▸ Task prompt: Looking at the listing below, retype exactly the lines starting at the one containing "if let Some(path)" and ending at the one containing "if let Some(latency)", both included, and nothing else.

▸ Information provided:
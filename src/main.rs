//! # Ping Pong Benchmark - Main Entry Point
//!
//! The binary has four subcommands:
//!
//! 1. **run**: Benchmark a ping service and write one CSV result file
//! 2. **plot**: Render absolute values of one or more result files
//! 3. **compare**: Render every series relative to a reference series
//! 4. **summary**: Print a per experiment and machine overview
//!
//! Plots are written to stdout (or `-o FILE`) while all logging goes to
//! stderr, so `ppbench plot ... | Rscript -` works. Fatal errors are logged
//! and the process exits with status 1; nothing is rendered once an analysis
//! step has failed.

use anyhow::{Context, Result};
use clap::Parser;
use ppbench::{
    benchmark::{BenchmarkConfig, BenchmarkRunner},
    cli::{Args, ChartArgs, Command, CompareArgs, Metric, OutputFormat, PlotArgs, RunArgs, SelectionArgs, SummaryArgs},
    collector::create_endpoint,
    dataset::{aggregate, filter, Aggregate, FilterConfig},
    logging::init_logging,
    naming::Naming,
    plot::{AnalysisConfig, PlotBuilder, PlotOptions},
    render::{Export, ExportFormat, JsonRenderer, PlotRenderer, RScriptRenderer},
    results::{self, RunSummary},
    statistics, utils,
};
use std::path::Path;
use tracing::{debug, error, info, warn};

#[tokio::main]
async fn main() -> Result<()> {
    let args = Args::parse();
    let guard = init_logging(args.verbose, args.quiet, args.log_file.as_deref())?;
    debug!("Arguments: {:?}", args);

    if let Err(e) = dispatch(args).await {
        error!("{:#}", e);
        drop(guard);
        std::process::exit(1);
    }
    Ok(())
}

async fn dispatch(args: Args) -> Result<()> {
    match &args.command {
        Command::Run(run) => run_benchmark(run).await,
        Command::Plot(plot) => plot_absolute(&args, plot),
        Command::Compare(compare) => plot_comparison(&args, compare),
        Command::Summary(summary) => print_summary(summary),
    }
}

async fn run_benchmark(run: &RunArgs) -> Result<()> {
    let config = BenchmarkConfig::from_args(run)?;
    let endpoint = create_endpoint(config.mode, &config.host, &config.path, config.max_tries)?;

    let summary = BenchmarkRunner::new(config).run(endpoint).await?;
    report_run(&summary);

    if let Some(path) = &run.summary_output {
        summary
            .write_json(path)
            .with_context(|| format!("Failed to write run summary to {:?}", path))?;
    }
    Ok(())
}

fn report_run(summary: &RunSummary) {
    let widths = [24, 16];
    utils::print_table_separator(&widths);
    utils::print_table_row(&["Run", &summary.output_file.display().to_string()], &widths);
    utils::print_table_separator(&widths);
    utils::print_table_row(&["Trials", &summary.trials.to_string()], &widths);
    utils::print_table_row(&["Records written", &summary.records_written.to_string()], &widths);
    utils::print_table_row(&["Trials skipped", &summary.trials_skipped.to_string()], &widths);
    utils::print_table_row(&["Failed requests", &summary.failed_attempts.to_string()], &widths);
    utils::print_table_row(&["Retries", &summary.retries.to_string()], &widths);
    utils::print_table_row(&["Wall time", &utils::format_duration(summary.wall_time)], &widths);
    if let Some(latency) = &summary.time_per_request {
        utils::print_table_row(&["Mean time per request", &utils::format_millis(latency.mean_ms)], &widths);
        for p in &latency.percentiles {
            let label = format!("P{} time per request", p.percentile);
            utils::print_table_row(&[&label, &utils::format_millis(p.value_ms)], &widths);
        }
    }
    utils::print_table_separator(&widths);
}

fn analysis_config(args: &Args) -> Result<AnalysisConfig> {
    let naming = match &args.naming {
        Some(path) => Naming::load(path)
            .with_context(|| format!("Failed to load naming overlay {:?}", path))?,
        None => Naming::default(),
    };
    Ok(AnalysisConfig::new(args.precision, args.alpha, naming)?)
}

fn load_dataset(selection: &SelectionArgs) -> Result<Aggregate> {
    let records = results::load(&selection.files)
        .with_context(|| format!("Failed to load result files {:?}", selection.files))?;

    let config = FilterConfig {
        max_size: selection.max_size.unwrap_or(u64::MAX),
        experiments: selection.experiments.clone(),
        machines: selection.machines.clone(),
        max_failed: selection.max_failed,
    };
    let kept = filter(&records, &config);
    info!(
        "Loaded {} records from {} files, {} pass the filter",
        records.len(),
        selection.files.len(),
        kept.len()
    );
    if kept.is_empty() {
        warn!("No records left after filtering");
    }
    Ok(aggregate(&kept))
}

fn plot_options(selection: &SelectionArgs, chart: &ChartArgs, metric: Metric) -> PlotOptions {
    PlotOptions {
        metric,
        experiments: selection.experiments.clone(),
        machines: selection.machines.clone(),
        x_max: chart.x_max,
        y_max: chart.y_max,
        x_steps: chart.x_steps,
        y_steps: chart.y_steps,
        receive_window: chart.receive_window,
        title: chart.title.clone(),
        subtitle: chart.subtitle.clone(),
        legend: chart.legend,
        ..Default::default()
    }
}

fn renderer(chart: &ChartArgs) -> Result<Box<dyn PlotRenderer>> {
    let export = match (&chart.pdf, &chart.png) {
        (Some(file), _) => Some((ExportFormat::Pdf, file)),
        (None, Some(file)) => Some((ExportFormat::Png, file)),
        (None, None) => None,
    };

    match chart.format {
        OutputFormat::Json => {
            if export.is_some() {
                warn!("--pdf/--png only apply to R output, ignored for JSON");
            }
            Ok(Box::new(JsonRenderer))
        }
        OutputFormat::R => match export {
            Some((format, file)) => {
                if chart.width <= 0.0 || chart.height <= 0.0 {
                    anyhow::bail!("Figure size {}x{} cm must be positive", chart.width, chart.height);
                }
                Ok(Box::new(RScriptRenderer::with_export(Export {
                    format,
                    width_cm: chart.width,
                    height_cm: chart.height,
                    file: file.clone(),
                })))
            }
            None => Ok(Box::new(RScriptRenderer::new())),
        },
    }
}

fn write_output(text: &str, output: Option<&Path>) -> Result<()> {
    match output {
        Some(path) => {
            std::fs::write(path, text).with_context(|| format!("Failed to write {:?}", path))?;
            info!("Plot written to {:?}", path);
        }
        None => print!("{}", text),
    }
    Ok(())
}

fn plot_absolute(args: &Args, plot: &PlotArgs) -> Result<()> {
    let config = analysis_config(args)?;
    let data = load_dataset(&plot.selection)?;
    let options = PlotOptions {
        confidence: plot.confidence,
        with_bands: plot.with_bands,
        no_points: plot.no_points,
        ..plot_options(&plot.selection, &plot.chart, plot.metric)
    };

    let descriptor = PlotBuilder::new(&config).absolute(&data, &options)?;
    let text = renderer(&plot.chart)?.render(&descriptor)?;
    write_output(&text, plot.chart.output.as_deref())
}

fn plot_comparison(args: &Args, compare: &CompareArgs) -> Result<()> {
    let config = analysis_config(args)?;
    let data = load_dataset(&compare.selection)?;
    let options = plot_options(&compare.selection, &compare.chart, compare.metric);

    let descriptor = PlotBuilder::new(&config).comparison(&data, &options)?;
    let text = renderer(&compare.chart)?.render(&descriptor)?;
    write_output(&text, compare.chart.output.as_deref())
}

fn print_summary(summary: &SummaryArgs) -> Result<()> {
    let data = load_dataset(&summary.selection)?;
    let widths = [16, 16, 8, 22, 12, 14, 12];

    utils::print_table_separator(&widths);
    utils::print_table_row(
        &["Experiment", "Machine", "Records", "Message sizes", "Latency", "Transfer rate", "Requests"],
        &widths,
    );
    utils::print_table_separator(&widths);

    for (experiment, machine, series) in data.select(&summary.selection.experiments, &summary.selection.machines) {
        let median_of = |metric: Metric| {
            let values: Vec<f64> = series.iter().map(|r| metric.value(r)).collect();
            statistics::median(&values)
        };
        let sizes = match (series.first(), series.last()) {
            (Some(first), Some(last)) => format!(
                "{} - {}",
                utils::format_bytes(first.total_transferred),
                utils::format_bytes(last.total_transferred)
            ),
            _ => String::from("-"),
        };

        utils::print_table_row(
            &[
                experiment,
                machine,
                &series.len().to_string(),
                &sizes,
                &utils::format_millis(median_of(Metric::Latency)),
                &utils::format_rate(median_of(Metric::TransferRate)),
                &utils::format_request_rate(median_of(Metric::Requests)),
            ],
            &widths,
        );
    }
    utils::print_table_separator(&widths);
    Ok(())
}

▸ Answer for this exercise:
    if let Some(path) = &run.summary_output {
        summary
            .write_json(path)
            .with_context(|| format!("Failed to write run summary to {:?}", path))?;
    }
    Ok(())
}

fn report_run(summary: &RunSummary) {
    let widths = [24, 16];
    utils::print_table_separator(&widths);
    utils::print_table_row(&["Run", &summary.output_file.display().to_string()], &widths);
    utils::print_table_separator(&widths);
    utils::print_table_row(&["Trials", &summary.trials.to_string()], &widths);
    utils::print_table_row(&["Records written", &summary.records_written.to_string()], &widths);
    utils::print_table_row(&["Trials skipped", &summary.trials_skipped.to_string()], &widths);
    utils::print_table_row(&["Failed requests", &summary.failed_attempts.to_string()], &widths);
    utils::print_table_row(&["Retries", &summary.retries.to_string()], &widths);
    utils::print_table_row(&["Wall time", &utils::format_duration(summary.wall_time)], &widths);
    if let Some(latency) = &summary.time_per_request {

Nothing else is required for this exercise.